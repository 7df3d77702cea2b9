//! Pictogram loading for chemical products.
//!
//! Symbol codes are resolved through the lookup tables in
//! [`hmsnova_core::symbols`], read from the icon directory concurrently, and
//! returned as PNG bytes in the tables' iteration order. Hazard icons are
//! stored as WebP and transcoded on every load.

use std::io::Cursor;
use std::path::PathBuf;

use futures::future::join_all;
use image::ImageFormat;

use hmsnova_core::symbols::{HazardSymbol, IconFormat, PpeSymbol};

use crate::error::ReportResult;

/// A pictogram ready for embedding.
#[derive(Debug, Clone)]
pub struct LoadedIcon {
    /// GHS or ISO 7010 code, used in logs.
    pub code: &'static str,
    pub png: Vec<u8>,
}

struct IconRequest {
    code: &'static str,
    path: &'static str,
    format: IconFormat,
}

/// Reads pictograms from a directory laid out as `faremerker/*.webp` and
/// `ppe/*.png`.
#[derive(Debug, Clone)]
pub struct IconLoader {
    root: PathBuf,
}

impl IconLoader {
    pub fn new(root: impl Into<PathBuf>) -> Self {
        Self { root: root.into() }
    }

    /// Load the hazard pictograms for `codes`. Unknown codes and unreadable
    /// files are logged and skipped.
    pub async fn load_hazard_icons(&self, codes: &[String]) -> Vec<LoadedIcon> {
        let requested: Vec<HazardSymbol> = codes
            .iter()
            .filter_map(|code| {
                let symbol = HazardSymbol::from_code(code);
                if symbol.is_none() {
                    tracing::warn!(symbol = %code, "Unknown hazard symbol, skipping icon");
                }
                symbol
            })
            .collect();

        let requests = HazardSymbol::ALL
            .into_iter()
            .filter(|s| requested.contains(s))
            .map(|s| IconRequest {
                code: s.ghs_code(),
                path: s.icon_path(),
                format: s.icon_format(),
            })
            .collect();
        self.load_all(requests).await
    }

    /// Load the PPE pictograms for `codes`.
    pub async fn load_ppe_icons(&self, codes: &[String]) -> Vec<LoadedIcon> {
        let requested: Vec<PpeSymbol> = codes
            .iter()
            .filter_map(|code| {
                let symbol = PpeSymbol::from_code(code);
                if symbol.is_none() {
                    tracing::warn!(symbol = %code, "Unknown PPE symbol, skipping icon");
                }
                symbol
            })
            .collect();

        let requests = PpeSymbol::ALL
            .into_iter()
            .filter(|s| requested.contains(s))
            .map(|s| IconRequest {
                code: s.iso_code(),
                path: s.icon_path(),
                format: s.icon_format(),
            })
            .collect();
        self.load_all(requests).await
    }

    async fn load_all(&self, requests: Vec<IconRequest>) -> Vec<LoadedIcon> {
        let reads = requests.iter().map(|req| {
            let path = self.root.join(req.path);
            async move {
                let result = tokio::fs::read(&path).await;
                (path, result)
            }
        });
        let results = join_all(reads).await;

        requests
            .into_iter()
            .zip(results)
            .filter_map(|(req, (path, result))| {
                let bytes = match result {
                    Ok(bytes) => bytes,
                    Err(e) => {
                        tracing::warn!(
                            symbol = req.code,
                            path = %path.display(),
                            error = %e,
                            "Icon file unreadable, skipping"
                        );
                        return None;
                    }
                };
                let png = match req.format {
                    IconFormat::Png => bytes,
                    IconFormat::Webp => match transcode_webp_to_png(&bytes) {
                        Ok(png) => png,
                        Err(e) => {
                            tracing::warn!(
                                symbol = req.code,
                                path = %path.display(),
                                error = %e,
                                "Icon transcode failed, skipping"
                            );
                            return None;
                        }
                    },
                };
                Some(LoadedIcon {
                    code: req.code,
                    png,
                })
            })
            .collect()
    }
}

/// Decode a WebP image and re-encode it as PNG.
pub fn transcode_webp_to_png(webp: &[u8]) -> ReportResult<Vec<u8>> {
    let decoded = image::load_from_memory_with_format(webp, ImageFormat::WebP)?;
    let mut out = Cursor::new(Vec::new());
    decoded.write_to(&mut out, ImageFormat::Png)?;
    Ok(out.into_inner())
}

#[cfg(test)]
mod tests {
    use super::*;
    use image::{ImageBuffer, Rgba};

    fn encode(format: ImageFormat) -> Vec<u8> {
        let img: ImageBuffer<Rgba<u8>, Vec<u8>> =
            ImageBuffer::from_pixel(8, 8, Rgba([200, 30, 30, 255]));
        let mut out = Cursor::new(Vec::new());
        img.write_to(&mut out, format).unwrap();
        out.into_inner()
    }

    fn icon_dir() -> tempfile::TempDir {
        let dir = tempfile::tempdir().unwrap();
        std::fs::create_dir_all(dir.path().join("faremerker")).unwrap();
        std::fs::create_dir_all(dir.path().join("ppe")).unwrap();
        dir
    }

    #[test]
    fn webp_transcodes_to_png() {
        let png = transcode_webp_to_png(&encode(ImageFormat::WebP)).unwrap();
        assert_eq!(image::guess_format(&png).unwrap(), ImageFormat::Png);
    }

    #[tokio::test]
    async fn hazard_icons_come_back_in_table_order() {
        let dir = icon_dir();
        for symbol in [HazardSymbol::Flammable, HazardSymbol::Corrosive] {
            std::fs::write(dir.path().join(symbol.icon_path()), encode(ImageFormat::WebP)).unwrap();
        }

        let loader = IconLoader::new(dir.path());
        let icons = loader
            .load_hazard_icons(&["CORROSIVE".into(), "GHS02".into()])
            .await;

        let codes: Vec<_> = icons.iter().map(|i| i.code).collect();
        assert_eq!(codes, vec!["GHS02", "GHS05"]);
        for icon in &icons {
            assert_eq!(image::guess_format(&icon.png).unwrap(), ImageFormat::Png);
        }
    }

    #[tokio::test]
    async fn unknown_and_missing_icons_are_skipped() {
        let dir = icon_dir();
        std::fs::write(
            dir.path().join(PpeSymbol::EyeProtection.icon_path()),
            encode(ImageFormat::Png),
        )
        .unwrap();

        let loader = IconLoader::new(dir.path());
        let icons = loader
            .load_ppe_icons(&[
                "M004".into(),
                "JETPACK".into(),
                "SAFETY_HELMET".into(),
            ])
            .await;

        assert_eq!(icons.len(), 1);
        assert_eq!(icons[0].code, "M004");
    }

    #[tokio::test]
    async fn missing_directory_yields_no_icons() {
        let loader = IconLoader::new("/nonexistent/icon/root");
        let icons = loader.load_hazard_icons(&["GHS01".into()]).await;
        assert!(icons.is_empty());
    }
}
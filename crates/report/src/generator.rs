//! Report orchestration.

use std::path::PathBuf;

use chrono::{NaiveDate, Utc};

use hmsnova_core::sja::SjaRecord;
use hmsnova_core::text::WrapMode;

use crate::canvas::DocumentInfo;
use crate::cursor::PageGeometry;
use crate::error::ReportResult;
use crate::icons::IconLoader;
use crate::sections::{attachments, footer, header, products, risks, weather};
use crate::writer::ReportWriter;

const PRODUCER: &str = "HMS Nova";

/// Per-request report settings.
#[derive(Debug, Clone)]
pub struct ReportOptions {
    /// Date printed in the footer and written as the creation date.
    pub generated_on: NaiveDate,
}

impl ReportOptions {
    pub fn for_date(generated_on: NaiveDate) -> Self {
        Self { generated_on }
    }
}

impl Default for ReportOptions {
    fn default() -> Self {
        Self::for_date(Utc::now().date_naive())
    }
}

/// Builds SJA PDF documents. Holds only configuration, so one instance is
/// shared across requests.
#[derive(Debug, Clone)]
pub struct SjaReportGenerator {
    icons: IconLoader,
    wrap: WrapMode,
    geometry: PageGeometry,
}

impl SjaReportGenerator {
    pub fn new(icon_dir: impl Into<PathBuf>, wrap: WrapMode) -> Self {
        Self {
            icons: IconLoader::new(icon_dir),
            wrap,
            geometry: PageGeometry::A4,
        }
    }

    /// Render `record` to PDF bytes.
    ///
    /// Sections are drawn in order: header, weather, risks, general
    /// mitigations, products, attachments. Footers are stamped once the page
    /// count is final.
    pub async fn generate(&self, record: &SjaRecord, options: &ReportOptions) -> ReportResult<Vec<u8>> {
        tracing::debug!(
            sja_id = record.id,
            risks = record.risks.len(),
            products = record.products.len(),
            "Generating SJA report"
        );

        let mut writer = ReportWriter::new(self.geometry, self.wrap);

        header::render_header(&mut writer, record);
        weather::render_weather(&mut writer, record.location.as_deref());
        risks::render_risks(&mut writer, &record.risks);
        risks::render_general_actions(&mut writer, &record.general_actions);
        products::render_products(&mut writer, &record.products, &self.icons).await;
        attachments::render_attachments(&mut writer, &record.attachments);

        let mut canvas = writer.into_canvas();
        footer::render_footer(&mut canvas, &self.geometry, &record.title, options.generated_on);
        let pages = canvas.page_count();

        let info = DocumentInfo {
            title: format!("SJA - {}", record.title),
            producer: PRODUCER.to_string(),
            creation_date: Some(options.generated_on.format("D:%Y%m%d000000Z").to_string()),
        };
        let bytes = canvas.finish(&info)?;

        tracing::info!(sja_id = record.id, pages, bytes = bytes.len(), "SJA report generated");
        Ok(bytes)
    }
}
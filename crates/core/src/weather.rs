//! Location / weather snapshot normalization.
//!
//! The `location` blob stored on an SJA comes in two shapes:
//!
//! - **Aggregated**: `{ forecasts: [{ day, date, symbolCode, minTemp, maxTemp,
//!   maxWind, totalPrecipitation, riskLevel }], timestamp, source }`
//! - **Raw time series** (MET Norway locationforecast):
//!   `{ properties: { timeseries: [{ time, data: { instant, next_1_hours |
//!   next_6_hours } }] } }`, bucketed into days here.
//!
//! Both are normalized into one [`WeatherReport`] so renderers never branch
//! on the payload shape. Either shape may also be nested under a `weather`
//! key next to the location's `name` / `latitude` / `longitude`.

use chrono::{DateTime, Datelike, NaiveDate, Timelike, Weekday};
use serde::Deserialize;

use crate::risk::RiskLevel;

// ---------------------------------------------------------------------------
// Constants
// ---------------------------------------------------------------------------

/// Number of days kept from a raw time series.
pub const MAX_RAW_FORECAST_DAYS: usize = 3;

/// Wind speed (m/s) above which a day is high risk.
pub const HIGH_WIND: f64 = 15.0;
/// Daily precipitation (mm) above which a day is high risk.
pub const HIGH_PRECIPITATION: f64 = 5.0;
/// Minimum temperature (°C) below which a day is high risk.
pub const HIGH_COLD: f64 = -10.0;
/// Maximum temperature (°C) above which a day is high risk.
pub const HIGH_HEAT: f64 = 30.0;

/// Wind speed (m/s) above which a day is medium risk.
pub const MEDIUM_WIND: f64 = 8.0;
/// Daily precipitation (mm) above which a day is medium risk.
pub const MEDIUM_PRECIPITATION: f64 = 1.0;
/// Minimum temperature (°C) below which a day is medium risk.
pub const MEDIUM_COLD: f64 = 0.0;
/// Maximum temperature (°C) above which a day is medium risk.
pub const MEDIUM_HEAT: f64 = 25.0;

// ---------------------------------------------------------------------------
// Normalized output
// ---------------------------------------------------------------------------

/// One day of weather, whichever shape it came from.
#[derive(Debug, Clone, PartialEq)]
pub struct DailyWeatherSummary {
    /// Display name of the day (`Monday`, or whatever the aggregated data said).
    pub day: String,
    /// ISO date string.
    pub date: String,
    pub symbol_code: Option<String>,
    pub min_temp: Option<f64>,
    pub max_temp: Option<f64>,
    pub max_wind: Option<f64>,
    pub total_precipitation: Option<f64>,
    /// Risk label as shown in the report.
    pub risk_label: Option<String>,
}

impl DailyWeatherSummary {
    /// The risk level, if the label is one we recognise.
    pub fn risk_level(&self) -> Option<RiskLevel> {
        self.risk_label.as_deref().and_then(RiskLevel::from_label)
    }
}

/// A normalized weather snapshot.
#[derive(Debug, Clone, PartialEq, Default)]
pub struct WeatherReport {
    pub location_name: Option<String>,
    pub latitude: Option<f64>,
    pub longitude: Option<f64>,
    pub days: Vec<DailyWeatherSummary>,
    pub source: Option<String>,
    pub timestamp: Option<String>,
}

#[derive(Debug, thiserror::Error)]
pub enum WeatherError {
    #[error("location data is not valid JSON: {0}")]
    Json(#[from] serde_json::Error),

    #[error("location data must be a JSON object")]
    NotAnObject,
}

// ---------------------------------------------------------------------------
// Wire shapes
// ---------------------------------------------------------------------------

#[derive(Debug, Deserialize)]
#[serde(rename_all = "camelCase")]
struct AggregatedForecast {
    #[serde(default)]
    day: Option<String>,
    #[serde(default)]
    date: Option<String>,
    #[serde(default)]
    symbol_code: Option<String>,
    #[serde(default)]
    min_temp: Option<f64>,
    #[serde(default)]
    max_temp: Option<f64>,
    #[serde(default)]
    max_wind: Option<f64>,
    #[serde(default)]
    total_precipitation: Option<f64>,
    #[serde(default)]
    risk_level: Option<String>,
}

#[derive(Debug, Deserialize)]
struct TimeseriesEntry {
    time: String,
    data: TimeseriesData,
}

#[derive(Debug, Deserialize)]
struct TimeseriesData {
    #[serde(default)]
    instant: Option<Instant>,
    #[serde(default)]
    next_1_hours: Option<Period>,
    #[serde(default)]
    next_6_hours: Option<Period>,
}

#[derive(Debug, Deserialize)]
struct Instant {
    #[serde(default)]
    details: InstantDetails,
}

#[derive(Debug, Default, Deserialize)]
struct InstantDetails {
    #[serde(default)]
    air_temperature: Option<f64>,
    #[serde(default)]
    wind_speed: Option<f64>,
}

#[derive(Debug, Deserialize)]
struct Period {
    #[serde(default)]
    summary: Option<PeriodSummary>,
    #[serde(default)]
    details: Option<PeriodDetails>,
}

#[derive(Debug, Deserialize)]
struct PeriodSummary {
    symbol_code: String,
}

#[derive(Debug, Deserialize)]
struct PeriodDetails {
    #[serde(default)]
    precipitation_amount: Option<f64>,
}

// ---------------------------------------------------------------------------
// Parsing
// ---------------------------------------------------------------------------

/// Parse and normalize a raw `location` blob.
///
/// An object that carries neither forecast shape yields a report with no
/// days (the location name, if any, is still kept).
pub fn parse_weather(raw: &str) -> Result<WeatherReport, WeatherError> {
    let value: serde_json::Value = serde_json::from_str(raw)?;
    let root = value.as_object().ok_or(WeatherError::NotAnObject)?;

    let mut report = WeatherReport {
        location_name: string_field(root, &["name", "locationName", "address"]),
        latitude: number_field(root, &["latitude", "lat"]),
        longitude: number_field(root, &["longitude", "lon", "lng"]),
        ..WeatherReport::default()
    };

    let weather = root
        .get("weather")
        .and_then(|w| w.as_object())
        .unwrap_or(root);

    report.source = string_field(weather, &["source"]);
    report.timestamp = string_field(weather, &["timestamp", "updatedAt"]);

    if let Some(forecasts) = weather.get("forecasts") {
        let forecasts: Vec<AggregatedForecast> = serde_json::from_value(forecasts.clone())?;
        report.days = forecasts.into_iter().map(from_aggregated).collect();
    } else if let Some(timeseries) = weather
        .get("properties")
        .and_then(|p| p.get("timeseries"))
    {
        let entries: Vec<TimeseriesEntry> = serde_json::from_value(timeseries.clone())?;
        let mut days = aggregate_timeseries(&entries);
        days.truncate(MAX_RAW_FORECAST_DAYS);
        report.days = days;

        if report.source.is_none() {
            report.source = Some("MET Norway".to_string());
        }
        if report.timestamp.is_none() {
            report.timestamp = weather
                .get("properties")
                .and_then(|p| p.get("meta"))
                .and_then(|m| m.get("updated_at"))
                .and_then(|t| t.as_str())
                .map(str::to_string);
        }
    }

    Ok(report)
}

fn string_field(obj: &serde_json::Map<String, serde_json::Value>, keys: &[&str]) -> Option<String> {
    keys.iter()
        .filter_map(|k| obj.get(*k))
        .find_map(|v| v.as_str())
        .map(str::trim)
        .filter(|s| !s.is_empty())
        .map(str::to_string)
}

fn number_field(obj: &serde_json::Map<String, serde_json::Value>, keys: &[&str]) -> Option<f64> {
    keys.iter().filter_map(|k| obj.get(*k)).find_map(|v| v.as_f64())
}

fn from_aggregated(f: AggregatedForecast) -> DailyWeatherSummary {
    DailyWeatherSummary {
        day: f.day.unwrap_or_default(),
        date: f.date.unwrap_or_default(),
        symbol_code: f.symbol_code,
        min_temp: f.min_temp,
        max_temp: f.max_temp,
        max_wind: f.max_wind,
        total_precipitation: f.total_precipitation,
        risk_label: f.risk_level,
    }
}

# # # #

## Exercise aim
Filter the listing above for lines with the word "SjaReportGenerator", and copy each one you find.

## Finished task
pub struct SjaReportGenerator {
impl SjaReportGenerator {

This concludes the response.